In that case, I humbly offer that Debian's current organization may
not be an optimal model for a Mandrake community, at least not without
a good amount of tweaking.

I have found that in a community of that size, people tend to be able
to know each other reasonably well, and as long as there is a shared
sense of progress, you won't need as much of the organizational
structure that Debian has.  In fact, it would be an imediment.

That's not to say that you should give no thought at all to
structure.  Debian is probably the largest project I know of that has
no formal "core team" or thing of that sort.  All of the *BSDs do, and
the commercial distributions all do (in the form of the company that
produces them).  There can be benefits either way.

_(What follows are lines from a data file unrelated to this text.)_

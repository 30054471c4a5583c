//! Share/poll state machine behind the scan page.
//!
//! Every accepted scan opens a new *generation* with its own cancellation scope. Work started
//! for a generation (the pre-share lookup, the submission, the poll ticker) only writes its
//! result back while that generation is still current, so a late response from an abandoned
//! scan can never reopen a dialog.

use std::sync::{Arc, Mutex, Weak};

use crate::gateway::{fetch_tokens_or_empty, Gateway, ShareRequest};
use crate::geolocation::{locate_best_effort, Coordinates, Geolocator, NoGeolocation};
use crate::payload::{inspect_payload, ScannedIdentity};
use crate::platform::cancel::CancellationToken;
use crate::platform::runtime::{sleep_unless_cancelled, spawn_detached, until_cancelled};
use crate::platform::time::now;
use crate::share::error::{ScanShareError, ScanShareResult};
use crate::share::logger::LOGGER;
use crate::share::settings::ScanShareSettings;
use crate::share::state::{DecodeOutcome, Dialog, SessionState};
use crate::tokens::{TokenBoard, TokenView};
use crate::util::{Listeners, Unsubscribe};

struct SessionInner {
    state: SessionState,
    generation: u64,
    scope: CancellationToken,
}

/// Latest device position, refreshed in the background.
#[derive(Default)]
struct PositionCache {
    coordinates: Option<Coordinates>,
    locating: bool,
}

struct SessionShared {
    gateway: Arc<dyn Gateway>,
    geolocator: Arc<dyn Geolocator>,
    settings: ScanShareSettings,
    inner: Mutex<SessionInner>,
    position: Mutex<PositionCache>,
    listeners: Listeners<SessionState>,
}

impl SessionShared {
    fn state(&self) -> SessionState {
        self.inner.lock().unwrap().state.clone()
    }

    /// Opens a new generation for `state`, revoking everything tied to the previous one.
    fn begin(&self, state: SessionState) -> (u64, CancellationToken) {
        let (generation, scope) = {
            let mut inner = self.inner.lock().unwrap();
            inner.scope.cancel();
            inner.generation += 1;
            inner.scope = CancellationToken::new();
            inner.state = state.clone();
            (inner.generation, inner.scope.clone())
        };
        LOGGER.debug(format!("generation {generation}: {}", state.name()));
        self.listeners.notify(&state);
        (generation, scope)
    }

    /// Stores `state` if `generation` is still current. Returns `false` for stale writes.
    fn transition(&self, generation: u64, state: SessionState) -> bool {
        {
            let mut inner = self.inner.lock().unwrap();
            if inner.generation != generation || inner.scope.is_cancelled() {
                log::debug!(
                    "dropping stale {} update from generation {generation}",
                    state.name()
                );
                return false;
            }
            inner.state = state.clone();
        }
        LOGGER.debug(format!("generation {generation}: {}", state.name()));
        self.listeners.notify(&state);
        true
    }
}

impl Drop for SessionShared {
    fn drop(&mut self) {
        if let Ok(inner) = self.inner.get_mut() {
            inner.scope.cancel();
        }
    }
}

/// One patient's scan & share flow. Clones share the same session.
#[derive(Clone)]
pub struct ScanShareSession {
    shared: Arc<SessionShared>,
}

impl ScanShareSession {
    pub fn new(gateway: Arc<dyn Gateway>) -> Self {
        Self::with_settings(gateway, Arc::new(NoGeolocation), ScanShareSettings::default())
    }

    pub fn with_settings(
        gateway: Arc<dyn Gateway>,
        geolocator: Arc<dyn Geolocator>,
        settings: ScanShareSettings,
    ) -> Self {
        Self {
            shared: Arc::new(SessionShared {
                gateway,
                geolocator,
                settings,
                inner: Mutex::new(SessionInner {
                    state: SessionState::Idle,
                    generation: 0,
                    scope: CancellationToken::new(),
                }),
                position: Mutex::new(PositionCache::default()),
                listeners: Listeners::new(),
            }),
        }
    }

    pub fn settings(&self) -> &ScanShareSettings {
        &self.shared.settings
    }

    pub fn gateway(&self) -> Arc<dyn Gateway> {
        Arc::clone(&self.shared.gateway)
    }

    pub fn state(&self) -> SessionState {
        self.shared.state()
    }

    pub fn dialog(&self) -> Dialog {
        self.state().dialog()
    }

    pub fn confirm_enabled(&self) -> bool {
        self.state().confirm_enabled()
    }

    pub fn selected_token_view(&self) -> Option<TokenView> {
        self.state().selected_token_view(now())
    }

    /// Last position fix, attached to the next share request.
    pub fn coordinates(&self) -> Option<Coordinates> {
        self.shared.position.lock().unwrap().coordinates
    }

    /// Starts a background position lookup unless one is running or a fix is already known.
    ///
    /// Accepted scans call this too; sharing never waits for the result.
    pub fn locate(&self) {
        spawn_locator(&self.shared);
    }

    /// Called with every new state, outside of the session lock.
    pub fn on_state_changed<F>(&self, listener: F) -> Unsubscribe
    where
        F: Fn(&SessionState) + Send + Sync + 'static,
    {
        self.shared.listeners.add(listener)
    }

    /// Feeds a decoded (or typed) payload into the flow.
    ///
    /// A payload that is not a counter code leaves the session untouched. An accepted one
    /// supersedes whatever was in progress and resolves once the existing-token lookup has
    /// settled on either the token dialog or the consent prompt. If an even newer scan
    /// replaces this one meanwhile, the state reported is the newer scan's.
    pub async fn handle_decoded(&self, text: &str) -> DecodeOutcome {
        let identity = match inspect_payload(text) {
            Ok(identity) => identity,
            Err(rejection) => {
                LOGGER.debug(format!("ignoring scanned text: {rejection}"));
                return DecodeOutcome::Rejected(rejection);
            }
        };

        LOGGER.info(format!("scanned {identity}"));
        spawn_locator(&self.shared);
        let (generation, scope) = self.shared.begin(SessionState::Scanned {
            identity: identity.clone(),
        });
        self.shared.transition(
            generation,
            SessionState::CheckingExisting {
                identity: identity.clone(),
            },
        );

        let lookup = fetch_tokens_or_empty(self.shared.gateway.as_ref());
        if let Some(tokens) = until_cancelled(lookup, &scope).await {
            let board = TokenBoard::at(&tokens, now());
            let next = match board.active_for_facility(identity.facility_id()) {
                Some(view) => SessionState::ShowingExistingToken {
                    identity,
                    token: view.token.clone(),
                },
                None => SessionState::AwaitingConsent {
                    identity,
                    last_error: None,
                },
            };
            self.shared.transition(generation, next);
        }

        DecodeOutcome::Accepted(self.state())
    }

    /// The patient agreed to share. Submits exactly one share request and, on success,
    /// starts polling for the token it produces.
    pub async fn confirm_consent(&self) -> ScanShareResult<SessionState> {
        let (identity, generation, scope) = {
            let mut inner = self.shared.inner.lock().unwrap();
            let identity = match &inner.state {
                SessionState::AwaitingConsent { identity, .. } => identity.clone(),
                SessionState::Submitting { .. } | SessionState::Polling { .. } => {
                    return Err(ScanShareError::SubmissionPending)
                }
                _ => return Err(ScanShareError::NoConsentPending),
            };
            inner.state = SessionState::Submitting {
                identity: identity.clone(),
            };
            (identity, inner.generation, inner.scope.clone())
        };
        self.shared.listeners.notify(&SessionState::Submitting {
            identity: identity.clone(),
        });

        let coordinates = self.coordinates();
        if coordinates.is_none() {
            spawn_locator(&self.shared);
        }

        let request = ShareRequest::new(&identity, coordinates);
        match self.shared.gateway.share_profile(request).await {
            Ok(_ack) => {
                if !self.shared.transition(
                    generation,
                    SessionState::Polling {
                        identity: identity.clone(),
                    },
                ) {
                    return Err(ScanShareError::Superseded);
                }
                LOGGER.info(format!("profile shared with {identity}, waiting for token"));
                spawn_poller(&self.shared, identity, generation, scope);
                Ok(self.state())
            }
            Err(err) => {
                LOGGER.warn(format!("sharing profile with {identity} failed: {err}"));
                let retry = SessionState::AwaitingConsent {
                    identity,
                    last_error: Some(err.clone()),
                };
                if !self.shared.transition(generation, retry) {
                    return Err(ScanShareError::Superseded);
                }
                Err(ScanShareError::Submission(err))
            }
        }
    }

    /// Closes whatever dialog is open and abandons in-flight work. The session stays usable.
    pub fn dismiss(&self) {
        LOGGER.debug("dismissing scan dialog");
        self.shared.begin(SessionState::Idle);
    }

    /// Page teardown: abandons in-flight work and returns to idle.
    pub fn close(&self) {
        LOGGER.debug("closing scan session");
        self.shared.begin(SessionState::Idle);
    }
}

fn spawn_locator(shared: &Arc<SessionShared>) {
    {
        let mut position = shared.position.lock().unwrap();
        if position.locating || position.coordinates.is_some() {
            return;
        }
        position.locating = true;
    }

    let session: Weak<SessionShared> = Arc::downgrade(shared);
    let geolocator = Arc::clone(&shared.geolocator);
    let options = shared.settings.geolocation_options();

    spawn_detached(async move {
        let fix = locate_best_effort(geolocator.as_ref(), options).await;
        if let Some(shared) = session.upgrade() {
            let mut position = shared.position.lock().unwrap();
            position.locating = false;
            if fix.is_some() {
                position.coordinates = fix;
            }
        }
    });
}

fn spawn_poller(
    shared: &Arc<SessionShared>,
    identity: ScannedIdentity,
    generation: u64,
    scope: CancellationToken,
) {
    let session: Weak<SessionShared> = Arc::downgrade(shared);
    let gateway = Arc::clone(&shared.gateway);
    let interval = shared.settings.poll_interval();

    spawn_detached(async move {
        loop {
            let listing = fetch_tokens_or_empty(gateway.as_ref());
            let Some(tokens) = until_cancelled(listing, &scope).await else {
                break;
            };
            if scope.is_cancelled() {
                break;
            }

            let board = TokenBoard::at(&tokens, now());
            if let Some(view) = board.active_for_identity(&identity) {
                if let Some(shared) = session.upgrade() {
                    shared.transition(
                        generation,
                        SessionState::ShowingNewToken {
                            identity: identity.clone(),
                            token: view.token.clone(),
                        },
                    );
                }
                break;
            }

            if session.strong_count() == 0 || !sleep_unless_cancelled(interval, &scope).await {
                break;
            }
        }
        log::debug!("poller for generation {generation} stopped");
    });
}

 * Debian's approach lets us take better advantage of new talent
   quickly.  It tends to make the project driven by the goals of the
   membership as a whole.

 * The BSD approach places top priority on peer review.  It places
   the responsibility for decision-making about the future of the
   project in the hands of a few.  Developers are expected to either
   participate in that view or find a different project.

I don't think there is a clear way to say which one is better.
Debian's approach lets us accomplish more tasks than the BSD approach
does, but we sometimes lack the consistency of a "benevolent
dictatorial committee" setting the direction of the project.  The
FreeBSD approach lets decisions be made faster, but the execution will
tend to be slower.

One thing you will need is someone to take care of legal affairs, like
receiving donations.  It may be MandrakeSoft, or it may be someone
else.  I don't know about European laws, but here in the US, people
get tax breaks if they contribute to a non-profit.